## Assigned task
Report every line of the records below that includes the string "AppLifecycle".

=== Records for this exercise ===

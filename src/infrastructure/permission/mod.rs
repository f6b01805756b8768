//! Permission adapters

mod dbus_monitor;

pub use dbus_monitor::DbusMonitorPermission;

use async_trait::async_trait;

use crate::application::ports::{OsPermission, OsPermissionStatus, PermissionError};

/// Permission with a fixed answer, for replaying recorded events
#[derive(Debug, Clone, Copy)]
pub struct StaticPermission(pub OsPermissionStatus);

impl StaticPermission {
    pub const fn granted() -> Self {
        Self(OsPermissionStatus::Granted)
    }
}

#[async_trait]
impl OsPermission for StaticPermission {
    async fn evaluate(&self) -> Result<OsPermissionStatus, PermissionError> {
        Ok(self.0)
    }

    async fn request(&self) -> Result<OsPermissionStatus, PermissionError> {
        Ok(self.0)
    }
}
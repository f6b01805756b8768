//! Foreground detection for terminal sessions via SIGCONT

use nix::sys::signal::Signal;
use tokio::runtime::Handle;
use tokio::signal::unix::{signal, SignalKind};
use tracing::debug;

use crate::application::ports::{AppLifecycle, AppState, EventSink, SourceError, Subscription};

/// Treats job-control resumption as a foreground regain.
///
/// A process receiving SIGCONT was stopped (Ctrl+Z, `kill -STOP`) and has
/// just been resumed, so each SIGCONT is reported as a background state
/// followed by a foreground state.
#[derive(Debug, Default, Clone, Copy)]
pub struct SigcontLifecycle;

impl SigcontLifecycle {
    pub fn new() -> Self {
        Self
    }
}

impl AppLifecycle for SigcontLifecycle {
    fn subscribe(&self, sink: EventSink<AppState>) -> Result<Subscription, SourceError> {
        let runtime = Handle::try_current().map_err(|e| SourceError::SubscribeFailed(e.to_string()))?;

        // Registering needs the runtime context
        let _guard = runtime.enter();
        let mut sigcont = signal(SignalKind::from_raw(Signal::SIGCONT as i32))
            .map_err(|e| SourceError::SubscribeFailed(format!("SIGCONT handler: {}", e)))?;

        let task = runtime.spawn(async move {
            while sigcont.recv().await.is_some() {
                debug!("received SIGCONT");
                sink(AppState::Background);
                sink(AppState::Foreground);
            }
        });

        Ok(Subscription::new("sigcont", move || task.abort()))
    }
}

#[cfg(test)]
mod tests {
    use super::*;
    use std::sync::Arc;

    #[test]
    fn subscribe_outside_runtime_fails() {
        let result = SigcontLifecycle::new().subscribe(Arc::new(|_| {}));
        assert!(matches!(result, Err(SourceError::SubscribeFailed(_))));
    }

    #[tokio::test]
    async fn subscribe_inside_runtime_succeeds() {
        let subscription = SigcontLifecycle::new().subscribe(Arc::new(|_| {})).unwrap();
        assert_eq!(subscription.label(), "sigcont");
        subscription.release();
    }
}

===
=== Records for this exercise ===

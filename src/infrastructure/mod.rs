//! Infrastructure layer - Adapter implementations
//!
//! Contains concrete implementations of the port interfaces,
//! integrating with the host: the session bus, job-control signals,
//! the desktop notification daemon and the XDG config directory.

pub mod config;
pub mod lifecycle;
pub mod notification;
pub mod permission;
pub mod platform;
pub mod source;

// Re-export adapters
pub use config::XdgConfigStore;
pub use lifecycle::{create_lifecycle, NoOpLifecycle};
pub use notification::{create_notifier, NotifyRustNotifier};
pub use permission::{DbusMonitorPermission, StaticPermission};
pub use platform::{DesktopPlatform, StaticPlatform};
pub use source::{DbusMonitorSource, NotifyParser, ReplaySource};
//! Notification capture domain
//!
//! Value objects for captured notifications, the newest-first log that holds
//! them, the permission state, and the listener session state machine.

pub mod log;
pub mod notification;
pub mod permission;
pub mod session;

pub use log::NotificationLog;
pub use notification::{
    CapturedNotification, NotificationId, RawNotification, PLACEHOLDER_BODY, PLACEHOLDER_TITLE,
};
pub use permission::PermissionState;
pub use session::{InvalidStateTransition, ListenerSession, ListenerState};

===

## Expected answer
use crate::application::ports::{AppLifecycle, AppState, EventSink, SourceError, Subscription};
impl AppLifecycle for SigcontLifecycle {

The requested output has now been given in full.